Sam vents his frustrations on those he feels this country could do without, but these acts serve as a temporary relief to his misery, and in some cases add to it. Sam’s not very good at dealing with life or even ending one for that matter. It will be awhile for Sam to get the hang of being a killer. Sometimes he will get lucky on the first try and others, he will be the one frightfully running from a botched attempt. Either way, watching Sam stumble through the ups and downs of being a novice killer will be entertaining and hilarious.


Anyone who has felt wronged by or plain frustrated with Corporate America will enjoy the show. Our anti-hero Sam is the modern day Robin Hood, fighting for the common man. He is a beacon for those feeling the impact of the recession and who would love to give the people responsible a piece of their mind. Overwhelming debt, foreclosures, health insurance, Bernie Madoff, GM, Enron and an endless supply of corporate scandals have been brought out in the open and the American Public is not happy. This show portrays characters and situations people can relate to. It is an outlet that allows our audience to vent their frustrations, while laughing at it.

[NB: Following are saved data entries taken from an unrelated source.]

#![warn(clippy::uninlined_format_args)]

use splitpot_application::{
    CurrencyCode, SettlementReport, SplitId, SplitService, validate_contributions,
};
use splitpot_infrastructure::{JsonSplitStore, parse_contributions};
use splitpot_presentation::SettlementPresenter;
use std::{borrow::Cow, env, fs, process};

const DEFAULT_DATA_DIR: &str = ".splitpot";

type CliResult<T> = Result<T, Cow<'static, str>>;

struct CliArgs {
    file: String,
    save_as: Option<SplitId>,
}

fn main() {
    let _ = dotenvy::dotenv();
    tracing_subscriber::fmt::init();

    if let Err(err) = run() {
        eprintln!("Error: {err}");
        process::exit(1);
    }
}

fn run() -> CliResult<()> {
    let args = parse_args(env::args().skip(1))?;

    let source = fs::read_to_string(&args.file)
        .map_err(|err| format!("Failed to read '{}': {err}", args.file))?;
    let contributors = parse_contributions(&source).map_err(|err| err.to_string())?;
    validate_contributions(&contributors).map_err(|err| err.to_string())?;

    let currency = env::var("SPLITPOT_CURRENCY")
        .map(CurrencyCode::new)
        .unwrap_or_default();

    let report = SettlementReport::compute(&contributors);
    let view = SettlementPresenter::render(&report, &currency);

    println!("{}", view.balance_table);
    match &view.transfer_table {
        Some(table) => println!("\n{table}"),
        None if contributors.len() < 2 => {
            println!("\nNothing to settle yet: a split needs at least two contributors.");
        }
        None => println!("\nEveryone is settled."),
    }

    if let Some(id) = args.save_as {
        let data_dir =
            env::var("SPLITPOT_DATA_DIR").unwrap_or_else(|_| DEFAULT_DATA_DIR.to_string());
        let store = JsonSplitStore::open(&data_dir)
            .map_err(|err| format!("Failed to open split store in '{data_dir}': {err}"))?;
        let service = SplitService::new(&store);
        let split = service
            .import_split(id, currency, contributors)
            .map_err(|err| err.to_string())?;
        tracing::info!(split = %split.id, dir = %data_dir, "split saved");
        println!("\nSaved split '{}' to {data_dir}", split.id);
    }

    Ok(())
}

fn parse_args(mut args: impl Iterator<Item = String>) -> CliResult<CliArgs> {
    let mut file = None;
    let mut save_as = None;

    while let Some(arg) = args.next() {
        match arg.as_str() {
            "--save" => {
                let id = args
                    .next()
                    .ok_or(Cow::Borrowed("--save requires a split id"))?;
                save_as = Some(SplitId::new(id));
            }
            _ if file.is_none() => file = Some(arg),
            _ => return Err(format!("Unexpected argument '{arg}'").into()),
        }
    }

    let Some(file) = file else {
        return Err("Usage: splitpot <contributions-file> [--save <split-id>]".into());
    };

    Ok(CliArgs { file, save_as })
}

There are several benchmarks that show demand for this type of content. The success of series such as “The Sopranos” and “Dexter” have proven anti-heroes are not only interesting, but also likable. It is clear people are interested in the lives of eccentric people, even if they are serial killers, but audiences are also attracted to controversy. Michael Moore’s “Capitalism: A Love Story” has brought in millions of dollars by putting corporate America in the spotlight. People not only want to point their finger at someone, they want to see them squirm.